HELL < > DUNKEL Daniel Klawitter - Kathrin Harder

Skulpturen - Arbeiten auf Papier

11.04.2014
20.05.2014

Wir laden Sie zur Eröffnung der Ausstellung am Freitag, dem 11.4.2014, 19-21 Uhr herzli h ein.

Kathrin Harder’s Zeichnungen bewegen sich in einem minimalistischen Terrain: schwarze, und weiße Ölkreiden, die Grauwerte dazwischen, ganz selten einmal Farbe.

Die freien Schwünge der Linien lassen in einer autonom eigenständigen Setzung eine fein vibrierende Sinnlichkeit entstehen: den „Weg des intuitiv - kontrollierten Entdeckens vom Wesenhaften in der Natur, im Kosmischen und am Wechselspiel von Linie und Fläche“ entdecken. (Dr. Armin Hauer, MJK Frankfurt Oder, 2009).
In ihren neuen Arbeiten auf Papier beschäftigt sich Kathrin Harder mehr als zuvor mit einer Fragmentierung des (Bild-)Raumes. Die Bewegung im Raum zu erfassen, diesen Raum selbst in Bewegung zu bringen, ihn zugleich zu komprimieren und in der gestischen Form der Strichführung fast zu sprengen – diese Themen stehen im Fokus.
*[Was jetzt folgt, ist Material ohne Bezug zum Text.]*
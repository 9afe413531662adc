//! Service integrations for external collaborators.
//!
//! This module contains the services used by the chw-assistant:
//! - Classification of questions (rule table or LLM)
//! - LLM services (an OpenAI-compatible gateway)
//! - Case storage (e.g., SurrealDB)
//! - Authentication, notifications, and audio capture
//!
//! Each service module defines both generic traits and concrete implementations,
//! allowing for extensibility and easy testing.

pub mod audio;
pub mod auth;
pub mod classifier;
pub mod db;
pub mod llm;
pub mod notify;
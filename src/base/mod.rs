//! Core components, types, and utilities for the chw-assistant.
//!
//! This module contains fundamental building blocks used throughout the application:
//! - Configuration handling and environment variables.
//! - Prompts for LLM interactions and the assistant greeting.
//! - Common types, the error taxonomy, and result handling.

pub mod config;
pub mod prompts;
pub mod types;
//! Dashboard numbers and case list filtering.
//!
//! Every dashboard count is the size of one [`CaseFilter`], so tapping a
//! number always lists exactly the cases it counted.

use std::str::FromStr;

use chrono::NaiveDate;

use crate::{
    base::types::{CaseCategory, CasePriority, CaseStatus, PatientCase},
    prelude::*,
};

/// A dashboard category.
#[derive(Debug, Clone, Copy, PartialEq, Eq, Default)]
pub enum CaseFilter {
    #[default]
    All,
    Active,
    FollowUp,
    PregnantWomen,
    TodayFollowup,
    HighRisk,
    Referrals,
}

impl CaseFilter {
    pub fn matches(&self, case: &PatientCase, today: NaiveDate) -> bool {
        match self {
            CaseFilter::All => true,
            CaseFilter::Active => case.status == Some(CaseStatus::Active),
            CaseFilter::FollowUp => case.follow_up_date.is_some_and(|date| date >= today),
            CaseFilter::PregnantWomen => case.category == Some(CaseCategory::PregnantWomen),
            CaseFilter::TodayFollowup => case.follow_up_date == Some(today),
            CaseFilter::HighRisk => case.priority == Some(CasePriority::High),
            CaseFilter::Referrals => case.is_referred,
        }
    }

    fn count(&self, cases: &[PatientCase], today: NaiveDate) -> usize {
        cases.iter().filter(|case| self.matches(case, today)).count()
    }
}

impl FromStr for CaseFilter {
    type Err = anyhow::Error;

    fn from_str(s: &str) -> Res<Self> {
        match s.trim() {
            "all" => Ok(CaseFilter::All),
            "active" => Ok(CaseFilter::Active),
            "follow_up" => Ok(CaseFilter::FollowUp),
            "pregnant_women" => Ok(CaseFilter::PregnantWomen),
            "today_followup" => Ok(CaseFilter::TodayFollowup),
            "high_risk" => Ok(CaseFilter::HighRisk),
            "referrals" => Ok(CaseFilter::Referrals),
            other => Err(AssistantError::validation(format!("Unknown case filter `{other}`."))),
        }
    }
}

/// The status selector on the case list.
#[derive(Debug, Clone, Copy, PartialEq, Eq, Default)]
pub enum StatusFilter {
    #[default]
    All,
    Only(CaseStatus),
}

impl FromStr for StatusFilter {
    type Err = anyhow::Error;

    fn from_str(s: &str) -> Res<Self> {
        match s.trim() {
            "all" => Ok(StatusFilter::All),
            "active" => Ok(StatusFilter::Only(CaseStatus::Active)),
            "followup" => Ok(StatusFilter::Only(CaseStatus::Followup)),
            "completed" => Ok(StatusFilter::Only(CaseStatus::Completed)),
            other => Err(AssistantError::validation(format!("Unknown status `{other}`. Must be one of: all, active, followup, completed"))),
        }
    }
}

/// A name search combined with the status and category selectors.
#[derive(Debug, Clone, Default)]
pub struct CaseQuery {
    pub search: String,
    pub status: StatusFilter,
    pub category: CaseFilter,
}

impl CaseQuery {
    /// The cases that match, in their original order.
    pub fn apply<'a>(&self, cases: &'a [PatientCase], today: NaiveDate) -> Vec<&'a PatientCase> {
        let needle = self.search.trim().to_lowercase();

        cases
            .iter()
            .filter(|case| case.patient_name.to_lowercase().contains(&needle))
            .filter(|case| match self.status {
                StatusFilter::All => true,
                StatusFilter::Only(status) => case.status == Some(status),
            })
            .filter(|case| self.category.matches(case, today))
            .collect()
    }
}

/// The dashboard numbers.
#[derive(Debug, Clone, Copy, PartialEq, Eq, Default)]
pub struct CaseStats {
    pub active_cases: usize,
    pub follow_ups: usize,
    pub pregnant_women: usize,
    pub total_patients: usize,
    pub todays_followups: usize,
    pub high_risk: usize,
    pub referrals: usize,
}

impl CaseStats {
    pub fn from_cases(cases: &[PatientCase], today: NaiveDate) -> Self {
        Self {
            active_cases: CaseFilter::Active.count(cases, today),
            follow_ups: CaseFilter::FollowUp.count(cases, today),
            pregnant_women: CaseFilter::PregnantWomen.count(cases, today),
            total_patients: cases.len(),
            todays_followups: CaseFilter::TodayFollowup.count(cases, today),
            high_risk: CaseFilter::HighRisk.count(cases, today),
            referrals: CaseFilter::Referrals.count(cases, today),
        }
    }
}

// Tests.

#[cfg(test)]
mod tests {
    use chrono::{Days, Utc};
    use serde_json::Value;

    use super::*;
    use crate::base::types::CaseType;

    fn case(name: &str, status: CaseStatus, category: CaseCategory) -> PatientCase {
        PatientCase {
            id: name.to_lowercase(),
            worker_id: "chw-1".to_string(),
            patient_name: name.to_string(),
            patient_age: Some(30),
            village: None,
            phone_number: None,
            blood_group: None,
            case_type: CaseType::General,
            status: Some(status),
            priority: Some(CasePriority::Normal),
            category: Some(category),
            summary: None,
            case_data: Value::Null,
            is_referred: false,
            referral_facility: None,
            follow_up_date: None,
            created_at: Utc::now(),
            updated_at: Utc::now(),
        }
    }

    fn today() -> NaiveDate {
        NaiveDate::from_ymd_opt(2024, 3, 15).unwrap()
    }

    fn sample() -> Vec<PatientCase> {
        let mut asha = case("Asha Devi", CaseStatus::Active, CaseCategory::PregnantWomen);
        asha.follow_up_date = Some(today());
        asha.priority = Some(CasePriority::High);

        let mut ravi = case("Ravi", CaseStatus::Followup, CaseCategory::Child);
        ravi.follow_up_date = today().checked_add_days(Days::new(3));
        ravi.is_referred = true;

        let mut meera = case("Meera", CaseStatus::Completed, CaseCategory::PregnantWomen);
        meera.follow_up_date = today().checked_sub_days(Days::new(1));

        let gopal = case("Gopal", CaseStatus::Active, CaseCategory::General);

        vec![asha, ravi, meera, gopal]
    }

    #[test]
    fn test_stats_count_each_category() {
        let stats = CaseStats::from_cases(&sample(), today());

        assert_eq!(
            stats,
            CaseStats {
                active_cases: 2,
                follow_ups: 2,
                pregnant_women: 2,
                total_patients: 4,
                todays_followups: 1,
                high_risk: 1,
                referrals: 1,
            }
        );
    }

    #[test]
    fn test_stats_of_nothing() {
        assert_eq!(CaseStats::from_cases(&[], today()), CaseStats::default());
    }

    #[test]
    fn test_search_is_case_insensitive() {
        let cases = sample();
        let query = CaseQuery {
            search: "ASHA".to_string(),
            ..Default::default()
        };

        let found = query.apply(&cases, today());

        assert_eq!(found.len(), 1);
        assert_eq!(found[0].patient_name, "Asha Devi");
    }

    #[test]
    fn test_status_and_category_combine() {
        let cases = sample();
        let query = CaseQuery {
            search: String::new(),
            status: "active".parse().unwrap(),
            category: "pregnant_women".parse().unwrap(),
        };

        let found = query.apply(&cases, today());

        assert_eq!(found.len(), 1);
        assert_eq!(found[0].patient_name, "Asha Devi");
    }

    #[test]
    fn test_filter_parsing() {
        assert_eq!("today_followup".parse::<CaseFilter>().unwrap(), CaseFilter::TodayFollowup);
        assert_eq!("followup".parse::<StatusFilter>().unwrap(), StatusFilter::Only(CaseStatus::Followup));
        assert!("pending".parse::<StatusFilter>().is_err());
        assert!("urgent".parse::<CaseFilter>().is_err());
    }
}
Getragen von einer gestischen Linienführung, die sich in Energie umzusetzen scheint und sich zu einem Bildgefüge verdichtet.
Es sind Zeichnungen von Volumen im Raum, die kein Erinnerungsbild hinterlassen wollen: die neuen Arbeiten sind abstrakter, zugleich auch konzeptioneller geworden.

Daniel Klawitter verfolgt in seinen neuen Skulpturen konzeptuelle Strategien, die sich im Spannungsverhältnis zwischen Rationalität und emotionalen Entscheidungen bewegen. Die Vegetabilen Strukturen und stilisierten Pflanzenelemente in ihrer amorphen, ein wenig surreal anmutenden Form sind scheinbar entlang von Naturvorlagen entstanden: bei genauerem Hinsehen erinnern sie an fremde Wesen, an Studienobjekte, an Archetypen, die einer eigenwilligen Flora entsprungen sein mögen. Aus Stahl, Pappe, Papier und Holz gebaut, werden sie nahezu unauffällig ins Schweben gebracht. und in Objektkästen an der Wand befestigt, erhalten die Skulpturen zusätzliche Distanz : sie vermitteln den Eindruck von neuentdecktem, bisher unbekannten Pflanzenmaterial.

Erst auf den zweiten Blick fällt auf, daß es sich um Neuschöpfungen handelt, die - zart weiß, grau undbräunlich gefärbt - eine eigentümlich-geheimnisvolle Aura des Zeitlosen annehmen.